EXTRACTED DATA

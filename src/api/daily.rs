use axum::extract::State;
use axum::http::HeaderMap;
use axum::Json;

use crate::error::Result;

use super::{ AppJson, AppState, RewardResponse, UserBody };

pub async fn checkin(
    State(state): State<AppState>,
    headers: HeaderMap,
    AppJson(body): AppJson<UserBody>
) -> Result<Json<RewardResponse>> {
    state.authorize(&headers, &body.user_id)?;

    let outcome = state.checkin.checkin(&body.user_id).await?;

    Ok(
        Json(RewardResponse {
            streak: Some(outcome.streak),
            ..RewardResponse::new(outcome.reward, outcome.user)
        })
    )
}

#[cfg(test)]
mod tests {
    use axum::http::StatusCode;
    use serde_json::json;

    use crate::api::router;
    use crate::api::test_support::*;

    #[tokio::test]
    async fn test_signup_day_is_already_claimed() {
        let app = router(test_state(false).await);
        create_user(&app, "8").await;

        let (status, body) = send(&app, post_json("/api/daily/checkin", json!({ "userId": "8" }))).await;

        assert_eq!(status, StatusCode::OK);
        assert_eq!(body, json!({ "success": false, "message": "Already claimed today" }));
        let profile = create_user(&app, "8").await;
        assert_eq!(profile["balance"], json!(0.5));
        assert_eq!(profile["streak"], 0);
    }
}
use chrono::{ DateTime, Utc };
use sea_orm::{ prelude::Decimal, ActiveModelTrait, ConnectionTrait, EntityTrait, QueryOrder, Set };
use uuid::Uuid;

use crate::db::entity::{ task, Task };
use crate::error::Result;

pub struct TaskRepository<'a, C> {
    conn: &'a C,
}

impl<'a, C: ConnectionTrait> TaskRepository<'a, C> {
    pub fn new(conn: &'a C) -> Self {
        Self { conn }
    }

    pub async fn create(
        &self,
        title: String,
        reward: Decimal,
        link: String,
        task_type: String,
        now: DateTime<Utc>
    ) -> Result<task::Model> {
        let task = task::ActiveModel {
            task_id: Set(format!("task_{}", Uuid::new_v4().simple())),
            title: Set(title),
            reward: Set(reward),
            link: Set(link),
            task_type: Set(task_type),
            created_at: Set(now),
        };

        let task = task.insert(self.conn).await?;
        Ok(task)
    }

    pub async fn find(&self, task_id: &str) -> Result<Option<task::Model>> {
        let task = Task::find_by_id(task_id.to_string()).one(self.conn).await?;
        Ok(task)
    }

    /// Catalog, newest first.
    pub async fn list(&self) -> Result<Vec<task::Model>> {
        let tasks = Task::find().order_by_desc(task::Column::CreatedAt).all(self.conn).await?;
        Ok(tasks)
    }
}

WHAT IS REQUIRED
Find how many of the lines above have the word "async" in them. State only that number.

TASK RESULT
5